What we did see, however, at the end of the day, was the Democratic women who were the non-incumbents won 46 percent of their primaries, whereas the Republican non-incumbent women who were running for House seats only won 28 percent of their primaries.

So we've ended up with a very unremarkable non-record year when it comes to women running in either party.

KELLY: And why is that, that Republican women in particular didn't seem to make it past the primary?

Ms. WALSH: Well, I think that one of the things that we have found over time is that Republican women tend to be more moderate than their male counterparts. What happens in a Republican primary is you get the most conservative voters coming out to vote, and it makes it tougher for those Republican women to make it through the primaries.

Now, we have acknowledge the fact that there are some really marquee races out there right now, with Republican women running in them, many of them quite conservative, who did make it through those primaries, and I think that it is in fact some of those marquee races which mask this reality that we really dont have record numbers of women who are running this time around.

KELLY: One interesting theme that runs through several of these campaigns is Republican women who entered politics from the business world. We mention Carly Fiorina. You could look at Meg Whitman. Do you see any sort of trend emerging there in terms of the way that women candidates are coming to politics?

Ms. WALSH: I think that that's really one of the interesting stories of this election cycle, and we will see come next week how those woman fare. But that's a path to politics that men have been taking over the last number of years, but it's really a new path for women, not the tradition work your way up through the system, run for the state legislature, then run for the House, and then move your way up to the Senate or possibly a state-wide elected position.

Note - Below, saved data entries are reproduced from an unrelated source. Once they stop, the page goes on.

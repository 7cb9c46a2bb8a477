use crate::concepts::{Concept, MacroVariant};
use crate::session::{AspectRatio, GenerationSettings};

pub const GRID_PROMPT: &str = "Create a 3×3 grid in 3:4 aspect ratio for a high-end commercial marketing campaign using the uploaded product as the central subject.\n\nEach frame must present a distinct visual concept while maintaining perfect product consistency across all nine images.\n\nGrid Concepts (one per cell):\n\n1. Iconic hero still life with bold composition\n\n2. Extreme macro detail highlighting material, surface, or texture\n\n3. Dynamic liquid or particle interaction surrounding the product\n\n4. Minimal sculptural arrangement with abstract forms\n\n5. Floating elements composition suggesting lightness and innovation\n\n6. Sensory close-up emphasizing tactility and realism\n\n7. Color-driven conceptual scene inspired by the product palette\n\n8. Ingredient or component abstraction (non-literal, symbolic)\n\n9. Surreal yet elegant fusion scene combining realism and imagination\n\nVisual Rules:\nProduct must remain 100% accurate in shape, proportions, label, typography, color, and branding\nNo distortion, deformation, or redesign of the product\nClean separation between product and background\n\nLighting & Style:\nSoft, controlled studio lighting\nSubtle highlights, realistic shadows\nHigh dynamic range, ultra-sharp focus\nEditorial luxury advertising aesthetic\nPremium sensory marketing look\n\nOverall Feel:\nModern, refined, visually cohesive\nHigh-end commercial campaign\nDesigned for brand websites, social grids, and digital billboards\nHyperreal, cinematic, polished, and aspirational";

pub const INDIVIDUAL_PROMPT_TEMPLATE: &str = "Create a single high-end commercial marketing image using the uploaded product as the central subject.\n\nConcept: {CONCEPT_PROMPT}\n\nVisual Rules:\nProduct must remain 100% accurate in shape, proportions, label, typography, color, and branding\nNo distortion, deformation, or redesign of the product\nClean separation between product and background\n\nLighting & Style:\nSoft, controlled studio lighting\nSubtle highlights, realistic shadows\nHigh dynamic range, ultra-sharp focus\nEditorial luxury advertising aesthetic\nPremium sensory marketing look\n\nOverall Feel:\nModern, refined, visually cohesive\nHigh-end commercial campaign\nDesigned for brand websites, social grids, and digital billboards\nHyperreal, cinematic, polished, and aspirational";

pub const MACRO_BASE_RULES: &str = "Visual Rules:\nProduct must remain 100% accurate in all visible details - no invention or redesign\nCapture authentic textures, materials, and finishes exactly as they appear\nMaintain true colors and material properties\n\nLighting & Style:\nSoft, controlled macro studio lighting\nBeautiful specular highlights that reveal surface quality\nHigh dynamic range, ultra-sharp focus on the focal point\nEditorial luxury advertising aesthetic\n\nTechnical Excellence:\nProfessional macro photography look\nStudio quality with perfect exposure\nRich detail and clarity in the focused area\nHyperreal, cinematic, polished finish";

pub const PROMPT_OPTIMIZER_SYSTEM: &str = "You are an expert prompt engineer specializing in AI image generation. Your task is to optimize user prompts following these golden rules:\n\n1. USE NATURAL LANGUAGE & FULL SENTENCES\nTalk as if briefing a human artist. Use proper grammar and descriptive adjectives.\n- Bad: \"Cool car, neon, city, night, 8k\"\n- Good: \"A cinematic wide shot of a futuristic sports car speeding through a rainy Tokyo street at night. The neon signs reflect off the wet pavement and the car's metallic chassis.\"\n\n2. BE SPECIFIC AND DESCRIPTIVE\nDefine the subject, setting, lighting, and mood.\n- Subject: Instead of \"a woman,\" say \"a sophisticated elderly woman wearing a vintage chanel-style suit\"\n- Materiality: Describe textures like \"matte finish,\" \"brushed steel,\" \"soft velvet,\" \"crumpled paper\"\n\n3. PROVIDE CONTEXT (THE \"WHY\" OR \"FOR WHOM\")\nGiving context helps the model make logical artistic decisions.\n- Example: \"Create an image of a sandwich for a Brazilian high-end gourmet cookbook\"\n- The model will infer professional plating, shallow depth of field, and perfect lighting\n\n4. FOCUS ON PROFESSIONAL ASSET PRODUCTION\nThis model excels at:\n- Text rendering\n- Character consistency\n- Visual synthesis\n- High-resolution (4K) output\n\nTake the user's prompt and rewrite it following these rules. Keep the core intent but make it more descriptive, specific, and professional. Output ONLY the optimized prompt, nothing else.";

/// What to render, fully resolved to the catalog entries involved.
#[derive(Debug, Clone, Copy)]
pub enum PromptRequest<'a> {
    Grid,
    Concept(&'a Concept),
    Macro(&'a MacroVariant),
    Custom(&'a str),
}

/// Deterministic prompt assembly: identical inputs produce byte-identical
/// output, so prompts can be reproduced after the fact.
pub fn build_prompt(request: PromptRequest<'_>, settings: &GenerationSettings) -> String {
    let body = match request {
        PromptRequest::Grid => GRID_PROMPT.to_string(),
        PromptRequest::Concept(concept) => {
            INDIVIDUAL_PROMPT_TEMPLATE.replace("{CONCEPT_PROMPT}", concept.prompt)
        }
        PromptRequest::Macro(variant) => format!("{}\n\n{}", variant.prompt, MACRO_BASE_RULES),
        PromptRequest::Custom(text) => format!(
            "Using the uploaded product image as reference, create a professional marketing image based on the following concept:\n\n{}\n\nVisual Rules:\n- Product must remain 100% accurate in shape, proportions, label, typography, color, and branding\n- No distortion, deformation, or redesign of the product\n- Clean separation between product and background\n- Soft, controlled studio lighting\n- High dynamic range, ultra-sharp focus\n- Editorial luxury advertising aesthetic",
            text.trim()
        ),
    };
    format!("{}{}", body, settings_suffix(settings))
}

/// Resolution is always stated; aspect ratio only when the user picked one.
fn settings_suffix(settings: &GenerationSettings) -> String {
    let mut parts = Vec::new();
    if settings.aspect_ratio != AspectRatio::Auto {
        parts.push(format!("Aspect ratio: {}", settings.aspect_ratio.as_str()));
    }
    parts.push(format!(
        "Output resolution: {}px on longest side",
        settings.resolution.longest_side_px()
    ));
    format!("\n\nImage Settings:\n{}", parts.join("\n"))
}

#[cfg(test)]
mod tests {
    use super::*;
    use crate::concepts::{CONCEPTS, MACRO_VARIANTS};
    use crate::session::Resolution;

    fn settings() -> GenerationSettings {
        GenerationSettings::default()
    }

    #[test]
    fn build_prompt_is_deterministic_for_every_request_kind() {
        let settings = settings();
        let requests = [
            PromptRequest::Grid,
            PromptRequest::Concept(&CONCEPTS[0]),
            PromptRequest::Macro(&MACRO_VARIANTS[2]),
            PromptRequest::Custom("bottle on wet slate"),
        ];
        for request in requests {
            assert_eq!(
                build_prompt(request, &settings),
                build_prompt(request, &settings)
            );
        }
    }

    #[test]
    fn concept_prompt_substitutes_the_fragment() {
        let prompt = build_prompt(PromptRequest::Concept(&CONCEPTS[4]), &settings());
        assert!(prompt.contains("Concept: Floating elements composition"));
        assert!(!prompt.contains("{CONCEPT_PROMPT}"));
    }

    #[test]
    fn macro_prompt_appends_the_shared_rule_block() {
        let prompt = build_prompt(PromptRequest::Macro(&MACRO_VARIANTS[0]), &settings());
        assert!(prompt.starts_with("Create an extreme macro close-up"));
        assert!(prompt.contains("Soft, controlled macro studio lighting"));
    }

    #[test]
    fn custom_prompt_wraps_trimmed_text_in_fidelity_rules() {
        let prompt = build_prompt(PromptRequest::Custom("  floating in mist  "), &settings());
        assert!(prompt.contains("following concept:\n\nfloating in mist\n\n"));
        assert!(prompt.contains("Product must remain 100% accurate"));
    }

    #[test]
    fn suffix_states_resolution_and_optional_aspect_ratio() {
        let default_prompt = build_prompt(PromptRequest::Grid, &settings());
        assert!(default_prompt.ends_with(
            "Image Settings:\nOutput resolution: 1024px on longest side"
        ));
        assert!(!default_prompt.contains("Aspect ratio:"));

        let mut wide = settings();
        wide.aspect_ratio = AspectRatio::Wide;
        wide.resolution = Resolution::FourK;
        let wide_prompt = build_prompt(PromptRequest::Grid, &wide);
        assert!(wide_prompt.contains("Aspect ratio: 16:9"));
        assert!(wide_prompt.contains("Output resolution: 4096px on longest side"));
    }
}
//! Filter - Work / Task / 会議録の一覧フィルタ
//!
//! `None` の条件はすべてに一致する。文字列検索は大文字小文字を区別しない。

use std::collections::HashMap;

use crate::domain::{Category, MeetingNote, MemberId, Task, TaskStatus, Work, WorkId};

#[derive(Debug, Clone, Default, PartialEq)]
pub struct WorkFilter {
    pub category: Option<Category>,
    pub assignee: Option<MemberId>,
}

impl WorkFilter {
    pub fn matches(&self, work: &Work) -> bool {
        if let Some(category) = self.category
            && work.category != category
        {
            return false;
        }
        if let Some(assignee) = &self.assignee
            && work.assignee_id.as_ref() != Some(assignee)
        {
            return false;
        }
        true
    }

    pub fn apply<'a>(&self, works: &'a [Work]) -> Vec<&'a Work> {
        works.iter().filter(|w| self.matches(w)).collect()
    }
}

/// Task 一覧のフィルタ。担当者の条件は所属 Work の assignee で判定する
#[derive(Debug, Clone, Default, PartialEq)]
pub struct TaskFilter {
    /// タイトルの部分一致
    pub query: Option<String>,
    pub category: Option<Category>,
    pub status: Option<TaskStatus>,
    pub assignee: Option<MemberId>,
    /// 所属 Work が未割り当ての Task だけ
    pub unassigned_only: bool,
}

impl TaskFilter {
    pub fn is_active(&self) -> bool {
        self.query.as_deref().is_some_and(|q| !q.trim().is_empty())
            || self.category.is_some()
            || self.status.is_some()
            || self.assignee.is_some()
            || self.unassigned_only
    }

    pub fn apply<'a>(&self, tasks: &'a [Task], works: &[Work]) -> Vec<&'a Task> {
        let owners: HashMap<&WorkId, &Work> = works.iter().map(|w| (&w.id, w)).collect();
        let query = self
            .query
            .as_deref()
            .map(str::trim)
            .filter(|q| !q.is_empty())
            .map(str::to_lowercase);

        tasks
            .iter()
            .filter(|task| {
                if let Some(q) = &query
                    && !task.title.to_lowercase().contains(q.as_str())
                {
                    return false;
                }
                if self.category.is_some_and(|c| c != task.category) {
                    return false;
                }
                if self.status.is_some_and(|s| s != task.status) {
                    return false;
                }
                let assignee = owners
                    .get(&task.work_id)
                    .and_then(|w| w.assignee_id.as_ref());
                if let Some(wanted) = &self.assignee
                    && assignee != Some(wanted)
                {
                    return false;
                }
                !(self.unassigned_only && assignee.is_some())
            })
            .collect()
    }
}

/// タイトルに `query` を含む会議録。空白だけのクエリは全件
pub fn search_meeting_notes<'a>(notes: &'a [MeetingNote], query: &str) -> Vec<&'a MeetingNote> {
    let query = query.trim().to_lowercase();
    notes
        .iter()
        .filter(|n| query.is_empty() || n.title.to_lowercase().contains(&query))
        .collect()
}

/// `work_id` に属する Task（入力順）
pub fn tasks_of<'a>(work_id: &WorkId, tasks: &'a [Task]) -> Vec<&'a Task> {
    tasks.iter().filter(|t| &t.work_id == work_id).collect()
}
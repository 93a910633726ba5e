//! Domain identifiers (strongly-typed IDs).
//!
//! # Phantom Type パターン
//! `Id<T>` というジェネリック型で共通実装を提供しつつ、
//! `T` は実行時には使わない（PhantomData）マーカー型として、
//! コンパイル時の型安全性を提供します（WorkId と MemberId は混同できない）。
//!
//! # 値の形式
//! - 既存データ（seed など）は任意の文字列 ID をそのまま使う（例: `"g1"`, `"4"`）
//! - 新規生成は `IdGenerator` が `"{prefix}{ULID}"` を作る（例: `"work-01J..."`）
//!
//! どちらも同じ型で扱えるように、内部表現は `String` にしています。

use serde::{Deserialize, Serialize};
use std::fmt;
use std::marker::PhantomData;

/// IdMarker は各 ID 型のマーカー trait
///
/// 新規生成時のプレフィックス（"work-", "task-" など）を提供します。
pub trait IdMarker: Send + Sync + 'static {
    fn prefix() -> &'static str;
}

/// ジェネリック ID 型
#[derive(Debug, Clone, PartialEq, Eq, Hash, PartialOrd, Ord, Serialize, Deserialize)]
#[serde(transparent)]
pub struct Id<T: IdMarker> {
    value: String,
    #[serde(skip)]
    _marker: PhantomData<T>,
}

impl<T: IdMarker> Id<T> {
    pub fn new(value: impl Into<String>) -> Self {
        Self {
            value: value.into(),
            _marker: PhantomData,
        }
    }

    pub fn as_str(&self) -> &str {
        &self.value
    }
}

impl<T: IdMarker> From<&str> for Id<T> {
    fn from(value: &str) -> Self {
        Self::new(value)
    }
}

impl<T: IdMarker> From<String> for Id<T> {
    fn from(value: String) -> Self {
        Self::new(value)
    }
}

impl<T: IdMarker> fmt::Display for Id<T> {
    fn fmt(&self, f: &mut fmt::Formatter<'_>) -> fmt::Result {
        f.write_str(&self.value)
    }
}

// ========================================
// マーカー型の定義
// ========================================

pub mod marker {
    use super::IdMarker;

    macro_rules! id_marker {
        ($name:ident, $prefix:literal) => {
            #[derive(Debug, Clone, Copy, PartialEq, Eq, Hash, PartialOrd, Ord)]
            pub enum $name {}

            impl IdMarker for $name {
                fn prefix() -> &'static str {
                    $prefix
                }
            }
        };
    }

    id_marker!(Member, "member-");
    id_marker!(MeetingNote, "note-");
    id_marker!(Work, "work-");
    id_marker!(Task, "task-");
    id_marker!(SyncRun, "sync-");
    id_marker!(Script, "script-");
}

// ========================================
// Type Alias（使いやすさのため）
// ========================================

/// Identifier of a team member.
pub type MemberId = Id<marker::Member>;

/// Identifier of a meeting note.
pub type MeetingNoteId = Id<marker::MeetingNote>;

/// Identifier of a Work (the unit of assignment).
pub type WorkId = Id<marker::Work>;

/// Identifier of a Task (belongs to exactly one Work).
pub type TaskId = Id<marker::Task>;

/// Identifier of a sync-run audit record.
pub type SyncRunId = Id<marker::SyncRun>;

/// Identifier of an explanation script version.
pub type ScriptId = Id<marker::Script>;

/// Meeting identifier assigned by the remote meeting service.
///
/// The remote side uses positive integers only.
#[derive(Debug, Clone, Copy, PartialEq, Eq, Hash, PartialOrd, Ord, Serialize, Deserialize)]
#[serde(transparent)]
pub struct RemoteMeetingId(i64);

impl RemoteMeetingId {
    /// Returns `None` unless `value` is a positive integer.
    pub fn new(value: i64) -> Option<Self> {
        (value > 0).then_some(Self(value))
    }

    pub fn get(self) -> i64 {
        self.0
    }
}

impl fmt::Display for RemoteMeetingId {
    fn fmt(&self, f: &mut fmt::Formatter<'_>) -> fmt::Result {
        self.0.fmt(f)
    }
}

#[cfg(test)]
mod tests {
    use super::*;

    #[test]
    fn ids_are_distinct_types() {
        let work = WorkId::new("g1");
        let member = MemberId::new("g1");

        // 値は同じでも型が違う
        assert_eq!(work.as_str(), member.as_str());
        // let _: WorkId = member; // <- does not compile
    }

    #[test]
    fn ids_serialize_as_plain_strings() {
        let id = TaskId::new("t1");
        let json = serde_json::to_string(&id).unwrap();
        assert_eq!(json, "\"t1\"");

        let back: TaskId = serde_json::from_str(&json).unwrap();
        assert_eq!(back, id);
    }

    #[test]
    fn marker_prefixes_are_distinct() {
        let prefixes = [
            marker::Member::prefix(),
            marker::MeetingNote::prefix(),
            marker::Work::prefix(),
            marker::Task::prefix(),
            marker::SyncRun::prefix(),
            marker::Script::prefix(),
        ];
        let unique: std::collections::HashSet<_> = prefixes.iter().collect();
        assert_eq!(unique.len(), prefixes.len());
    }

    #[test]
    fn remote_meeting_id_must_be_positive() {
        assert!(RemoteMeetingId::new(0).is_none());
        assert!(RemoteMeetingId::new(-3).is_none());
        assert_eq!(RemoteMeetingId::new(7).map(RemoteMeetingId::get), Some(7));
    }
}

KELLY: You know, as we're talking, there's a question lurking in the back of my mind, and I guess it's this: When do we get to stop talking about conceits like the Year of the Woman? I mean, when do get past that and just start talking about these as candidates like anyone else?

Ms. WALSH: Well, I think that one of the things that the visibility of the women who are running now, the visibility of some women who are in office, it does, again, mask the reality of what our numbers are. There are - only 17 percent of all of the members of Congress right now are women.

KELLY: Seventeen percent?

Ms. WALSH: Seventeen percent. Less than a quarter of all state legislatures around the country are women. Only six women currently serve as governor. So there is still a very long way to go when we think about balance.

So back in 1992, when we had 24 new women elected to Congress that cycle, the largest number of new women elected in any one cycle at the Congressional level, we managed to get to 10 percent of all of Congress being female.

So these years of the women that keep happening every couple of years, it really doesn't take us very far, and there's still quite a long way to go before we get to political parity for women.

KELLY: Well, Debbie Walsh, thanks very much.

Ms. WALSH: Thank you.

KELLY: That's Debbie Walsh. She's director of the Center for American Women and Politics at Rutgers University.